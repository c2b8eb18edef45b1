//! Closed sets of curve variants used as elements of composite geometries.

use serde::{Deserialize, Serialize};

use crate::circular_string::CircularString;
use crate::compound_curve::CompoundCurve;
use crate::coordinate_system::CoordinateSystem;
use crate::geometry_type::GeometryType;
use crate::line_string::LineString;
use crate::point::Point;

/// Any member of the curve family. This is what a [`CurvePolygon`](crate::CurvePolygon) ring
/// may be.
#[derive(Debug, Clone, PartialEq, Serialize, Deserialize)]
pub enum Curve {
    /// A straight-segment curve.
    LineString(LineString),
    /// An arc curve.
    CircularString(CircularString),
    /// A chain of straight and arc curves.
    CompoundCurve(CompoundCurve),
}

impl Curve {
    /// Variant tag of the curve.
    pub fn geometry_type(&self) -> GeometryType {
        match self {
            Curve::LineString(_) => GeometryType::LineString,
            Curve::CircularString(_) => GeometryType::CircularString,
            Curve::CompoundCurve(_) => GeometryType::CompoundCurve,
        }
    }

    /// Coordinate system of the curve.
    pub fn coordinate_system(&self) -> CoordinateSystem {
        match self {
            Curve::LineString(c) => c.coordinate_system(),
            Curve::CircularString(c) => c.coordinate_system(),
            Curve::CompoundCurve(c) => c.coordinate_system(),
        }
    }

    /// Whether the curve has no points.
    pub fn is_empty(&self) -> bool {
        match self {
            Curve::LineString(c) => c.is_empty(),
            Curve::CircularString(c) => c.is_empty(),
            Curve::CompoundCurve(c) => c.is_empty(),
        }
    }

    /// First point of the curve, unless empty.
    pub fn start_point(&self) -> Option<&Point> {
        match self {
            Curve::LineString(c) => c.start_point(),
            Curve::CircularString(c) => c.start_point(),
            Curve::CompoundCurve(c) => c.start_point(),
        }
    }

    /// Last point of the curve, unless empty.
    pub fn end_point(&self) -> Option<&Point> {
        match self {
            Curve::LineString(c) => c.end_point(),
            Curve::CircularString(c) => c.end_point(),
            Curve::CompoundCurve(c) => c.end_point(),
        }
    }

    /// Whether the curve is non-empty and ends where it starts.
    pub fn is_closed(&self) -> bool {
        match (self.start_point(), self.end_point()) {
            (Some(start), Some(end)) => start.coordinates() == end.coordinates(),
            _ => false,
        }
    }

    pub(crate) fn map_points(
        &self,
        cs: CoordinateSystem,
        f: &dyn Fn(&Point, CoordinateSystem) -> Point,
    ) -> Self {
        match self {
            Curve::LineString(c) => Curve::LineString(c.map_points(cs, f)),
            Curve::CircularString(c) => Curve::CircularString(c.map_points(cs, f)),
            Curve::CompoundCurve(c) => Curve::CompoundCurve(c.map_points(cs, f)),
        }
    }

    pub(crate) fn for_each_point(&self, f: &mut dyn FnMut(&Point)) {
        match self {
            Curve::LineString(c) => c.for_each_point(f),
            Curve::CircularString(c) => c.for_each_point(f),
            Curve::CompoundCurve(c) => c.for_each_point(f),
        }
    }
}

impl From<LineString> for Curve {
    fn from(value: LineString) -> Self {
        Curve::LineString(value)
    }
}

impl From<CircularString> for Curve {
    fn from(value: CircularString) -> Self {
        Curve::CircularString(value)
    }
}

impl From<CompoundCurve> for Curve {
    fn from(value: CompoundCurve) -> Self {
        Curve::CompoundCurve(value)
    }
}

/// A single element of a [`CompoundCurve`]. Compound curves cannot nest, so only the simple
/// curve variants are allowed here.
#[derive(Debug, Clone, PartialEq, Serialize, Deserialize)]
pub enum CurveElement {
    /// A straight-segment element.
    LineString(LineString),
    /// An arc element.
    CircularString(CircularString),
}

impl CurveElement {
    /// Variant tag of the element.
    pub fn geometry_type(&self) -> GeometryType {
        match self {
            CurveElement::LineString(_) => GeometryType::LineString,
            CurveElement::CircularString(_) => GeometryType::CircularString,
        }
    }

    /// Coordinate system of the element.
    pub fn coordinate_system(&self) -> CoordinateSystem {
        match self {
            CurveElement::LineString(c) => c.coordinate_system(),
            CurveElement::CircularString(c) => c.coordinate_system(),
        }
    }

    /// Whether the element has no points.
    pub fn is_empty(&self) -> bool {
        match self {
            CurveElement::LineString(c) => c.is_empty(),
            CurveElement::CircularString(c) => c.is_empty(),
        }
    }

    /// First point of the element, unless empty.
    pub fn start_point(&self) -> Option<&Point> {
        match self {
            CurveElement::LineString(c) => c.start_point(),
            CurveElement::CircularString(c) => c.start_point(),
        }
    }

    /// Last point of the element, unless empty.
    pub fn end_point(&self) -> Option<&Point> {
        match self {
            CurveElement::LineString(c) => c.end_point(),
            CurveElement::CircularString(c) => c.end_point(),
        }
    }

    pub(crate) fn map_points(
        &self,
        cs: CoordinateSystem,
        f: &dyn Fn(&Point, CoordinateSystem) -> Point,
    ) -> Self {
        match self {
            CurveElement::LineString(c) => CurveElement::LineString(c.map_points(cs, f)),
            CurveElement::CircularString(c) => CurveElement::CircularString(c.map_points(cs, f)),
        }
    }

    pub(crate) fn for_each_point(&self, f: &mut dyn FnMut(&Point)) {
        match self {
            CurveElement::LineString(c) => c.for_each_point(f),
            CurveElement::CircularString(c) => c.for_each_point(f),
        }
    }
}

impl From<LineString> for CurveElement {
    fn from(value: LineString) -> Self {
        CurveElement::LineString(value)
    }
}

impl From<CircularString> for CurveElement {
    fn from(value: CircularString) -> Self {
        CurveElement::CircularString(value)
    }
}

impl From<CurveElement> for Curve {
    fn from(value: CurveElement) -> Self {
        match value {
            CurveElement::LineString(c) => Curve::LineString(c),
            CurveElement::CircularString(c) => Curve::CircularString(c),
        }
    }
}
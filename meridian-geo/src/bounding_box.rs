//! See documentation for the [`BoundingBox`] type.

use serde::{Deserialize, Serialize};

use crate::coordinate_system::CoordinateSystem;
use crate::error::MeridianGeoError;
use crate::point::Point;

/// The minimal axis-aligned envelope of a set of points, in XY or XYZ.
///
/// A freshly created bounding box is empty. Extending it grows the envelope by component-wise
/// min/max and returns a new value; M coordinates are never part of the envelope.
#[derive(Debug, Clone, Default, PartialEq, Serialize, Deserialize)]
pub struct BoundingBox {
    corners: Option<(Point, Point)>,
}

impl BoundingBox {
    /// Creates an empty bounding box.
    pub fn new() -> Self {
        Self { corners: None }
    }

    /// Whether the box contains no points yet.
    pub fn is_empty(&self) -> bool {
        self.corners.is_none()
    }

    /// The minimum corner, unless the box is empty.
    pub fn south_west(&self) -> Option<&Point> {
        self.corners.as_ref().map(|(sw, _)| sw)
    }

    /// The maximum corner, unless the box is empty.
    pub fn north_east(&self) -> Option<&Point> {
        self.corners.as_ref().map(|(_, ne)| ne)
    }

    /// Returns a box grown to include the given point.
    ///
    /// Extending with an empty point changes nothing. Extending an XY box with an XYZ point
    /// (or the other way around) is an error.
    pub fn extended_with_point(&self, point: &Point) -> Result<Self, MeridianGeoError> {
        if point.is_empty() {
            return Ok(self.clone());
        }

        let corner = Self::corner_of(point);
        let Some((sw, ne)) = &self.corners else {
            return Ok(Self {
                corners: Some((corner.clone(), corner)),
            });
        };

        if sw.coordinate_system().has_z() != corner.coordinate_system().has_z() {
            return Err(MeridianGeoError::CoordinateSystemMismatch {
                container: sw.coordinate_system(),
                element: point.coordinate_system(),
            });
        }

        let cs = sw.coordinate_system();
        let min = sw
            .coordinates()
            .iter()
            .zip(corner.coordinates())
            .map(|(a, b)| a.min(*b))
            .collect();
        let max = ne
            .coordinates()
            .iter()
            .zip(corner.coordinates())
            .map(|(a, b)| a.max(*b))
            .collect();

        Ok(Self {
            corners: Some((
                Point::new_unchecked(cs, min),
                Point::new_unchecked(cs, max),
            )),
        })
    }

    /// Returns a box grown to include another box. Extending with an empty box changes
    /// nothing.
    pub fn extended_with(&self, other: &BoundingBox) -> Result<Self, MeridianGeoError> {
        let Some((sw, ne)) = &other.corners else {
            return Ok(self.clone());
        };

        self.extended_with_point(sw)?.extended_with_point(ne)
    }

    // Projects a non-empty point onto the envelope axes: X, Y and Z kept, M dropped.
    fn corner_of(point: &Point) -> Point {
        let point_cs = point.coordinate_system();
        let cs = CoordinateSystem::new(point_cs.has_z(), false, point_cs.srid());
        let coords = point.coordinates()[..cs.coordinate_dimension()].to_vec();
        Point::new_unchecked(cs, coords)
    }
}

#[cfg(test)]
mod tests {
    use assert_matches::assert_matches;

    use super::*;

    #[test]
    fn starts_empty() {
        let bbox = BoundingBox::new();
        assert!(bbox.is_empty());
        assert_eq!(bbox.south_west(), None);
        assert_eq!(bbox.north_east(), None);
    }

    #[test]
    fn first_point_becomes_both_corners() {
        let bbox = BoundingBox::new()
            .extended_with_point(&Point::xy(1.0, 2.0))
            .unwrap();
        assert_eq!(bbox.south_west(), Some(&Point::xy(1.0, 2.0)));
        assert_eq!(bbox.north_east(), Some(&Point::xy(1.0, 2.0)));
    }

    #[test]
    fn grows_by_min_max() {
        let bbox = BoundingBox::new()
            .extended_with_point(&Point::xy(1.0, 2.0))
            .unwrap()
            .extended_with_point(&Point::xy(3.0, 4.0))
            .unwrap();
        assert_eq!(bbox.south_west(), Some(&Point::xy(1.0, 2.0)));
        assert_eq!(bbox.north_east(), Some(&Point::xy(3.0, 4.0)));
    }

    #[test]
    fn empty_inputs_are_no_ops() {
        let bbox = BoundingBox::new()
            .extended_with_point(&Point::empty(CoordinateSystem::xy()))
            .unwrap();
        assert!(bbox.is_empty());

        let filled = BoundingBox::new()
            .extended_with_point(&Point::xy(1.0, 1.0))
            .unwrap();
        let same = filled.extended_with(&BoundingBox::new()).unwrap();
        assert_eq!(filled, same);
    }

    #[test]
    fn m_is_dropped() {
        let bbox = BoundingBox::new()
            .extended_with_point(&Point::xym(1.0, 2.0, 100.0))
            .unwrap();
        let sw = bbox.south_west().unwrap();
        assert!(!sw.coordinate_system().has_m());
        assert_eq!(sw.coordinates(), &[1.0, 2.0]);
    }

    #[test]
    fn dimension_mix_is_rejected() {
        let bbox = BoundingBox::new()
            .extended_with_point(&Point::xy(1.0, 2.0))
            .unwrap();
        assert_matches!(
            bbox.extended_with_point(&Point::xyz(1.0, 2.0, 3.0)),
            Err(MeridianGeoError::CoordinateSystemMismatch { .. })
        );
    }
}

_What you should do_
Write down exactly every line of the material above up to and including the line containing "where it starts.".

_Exercise output_
repository c2b8eb18edef45b1
//! Closed sets of curve variants used as elements of composite geometries.

use serde::{Deserialize, Serialize};

use crate::circular_string::CircularString;
use crate::compound_curve::CompoundCurve;
use crate::coordinate_system::CoordinateSystem;
use crate::geometry_type::GeometryType;
use crate::line_string::LineString;
use crate::point::Point;

/// Any member of the curve family. This is what a [`CurvePolygon`](crate::CurvePolygon) ring
/// may be.
#[derive(Debug, Clone, PartialEq, Serialize, Deserialize)]
pub enum Curve {
    /// A straight-segment curve.
    LineString(LineString),
    /// An arc curve.
    CircularString(CircularString),
    /// A chain of straight and arc curves.
    CompoundCurve(CompoundCurve),
}

impl Curve {
    /// Variant tag of the curve.
    pub fn geometry_type(&self) -> GeometryType {
        match self {
            Curve::LineString(_) => GeometryType::LineString,
            Curve::CircularString(_) => GeometryType::CircularString,
            Curve::CompoundCurve(_) => GeometryType::CompoundCurve,
        }
    }

    /// Coordinate system of the curve.
    pub fn coordinate_system(&self) -> CoordinateSystem {
        match self {
            Curve::LineString(c) => c.coordinate_system(),
            Curve::CircularString(c) => c.coordinate_system(),
            Curve::CompoundCurve(c) => c.coordinate_system(),
        }
    }

    /// Whether the curve has no points.
    pub fn is_empty(&self) -> bool {
        match self {
            Curve::LineString(c) => c.is_empty(),
            Curve::CircularString(c) => c.is_empty(),
            Curve::CompoundCurve(c) => c.is_empty(),
        }
    }

    /// First point of the curve, unless empty.
    pub fn start_point(&self) -> Option<&Point> {
        match self {
            Curve::LineString(c) => c.start_point(),
            Curve::CircularString(c) => c.start_point(),
            Curve::CompoundCurve(c) => c.start_point(),
        }
    }

    /// Last point of the curve, unless empty.
    pub fn end_point(&self) -> Option<&Point> {
        match self {
            Curve::LineString(c) => c.end_point(),
            Curve::CircularString(c) => c.end_point(),
            Curve::CompoundCurve(c) => c.end_point(),
        }
    }

    /// Whether the curve is non-empty and ends where it starts.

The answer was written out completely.